Dustin: Especially after yesterday's market fluctuations, we have a better understanding of the cycle. Adeniyi joined the crypto space in the early 2010s, around 2013, and I joined in 2017. I think Patrick entered the space around the same time. From my perspective, I don't believe in the traditional Bitcoin halving cycle. Instead, I have my own theory on the cycle of credit expansion. Each bull market begins with an asset creation event, such as ICOs in 2017 and DeFi and NFTs in 2021 and 2022. These events create a plethora of new assets within a short period, initiating the asset creation cycle. This is followed by two cycles of credit expansion. In early 2018, after the ICO boom, the market downturn led to significant losses. People began leveraging their assets to obtain more capital, pushing the market price from around $3,800 to about $14,000 in mid-2019. After this peak, the market corrected to around $6,000 by the end of 2019. During this time, centralized exchanges introduced perpetual trading functions, increasing leverage opportunities. This pattern continued until the global liquidity event in March 2020, which wiped out many early investors. However, this completed the cycle, and a new one began in mid-2020 with projects like YAM and SushiSwap. In 2023, we observed more on-chain leverage through platforms like Compound, Aave, and MakerDAO. In 2024, trading of perpetual contracts expanded on-chain. This trend indicates a shift towards on-chain leverage, previously confined to centralized exchanges. After a period of high leverage, we can expect a liquidation event that will reset the market. I predict this will occur around early 2025, marking the start of a new cycle.

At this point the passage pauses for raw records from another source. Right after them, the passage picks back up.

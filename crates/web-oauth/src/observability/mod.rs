//! Observability for web OAuth verification.
//!
//! Instrumented functions use `#[instrument(skip_all)]`. Tokens, keys and
//! entity values never appear as span fields. Error details stay in debug
//! level events on the server side.

pub mod metrics;

pub use metrics::{record_key_lookup, record_token_validation};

Adeniyi: It's about cycles of asset creation and the subsequent obliteration of participants, followed by a comeback. We need broader user adoption and less risky use cases. Leverage is extremely dangerous, as we saw with credit default swaps in traditional finance. Crypto needs to enable use cases that are accessible to mass users with minimal friction. I don't believe meme coins are the best way to onboard users, as it often leads to a poor experience. Instead, I think creator tokens and assets with real utility are the way forward. These should provide value and stickiness beyond mere speculation. This approach will help build a more robust and sustainable ecosystem. We're very bullish on this and believe it will happen, which is why we're building a Layer 1 blockchain.
Hazel: Thank you all for sharing your insights and taking the time to join us today. I've learned a lot from your views. Adeniyi, Patrick, and Dustin, this has been a fantastic discussion.
Disclaimer: This post is for general informational purposes only and does not constitute investment advice, recommendations, or a solicitation to buy or sell any securities. It should not be used as the basis for making any investment decision and should not be relied upon for accounting, legal, tax advice, or investment recommendations. You are encouraged to consult your own advisers regarding legal, business, tax, or other related matters concerning any investment decisions. Certain information included here may have been obtained from third-party sources, including portfolio companies of funds managed by Aquarius. The opinions expressed in this post are those of the authors and do not necessarily reflect the views of Aquarius or its affiliates. These opinions are subject to change without notice and may not be updated.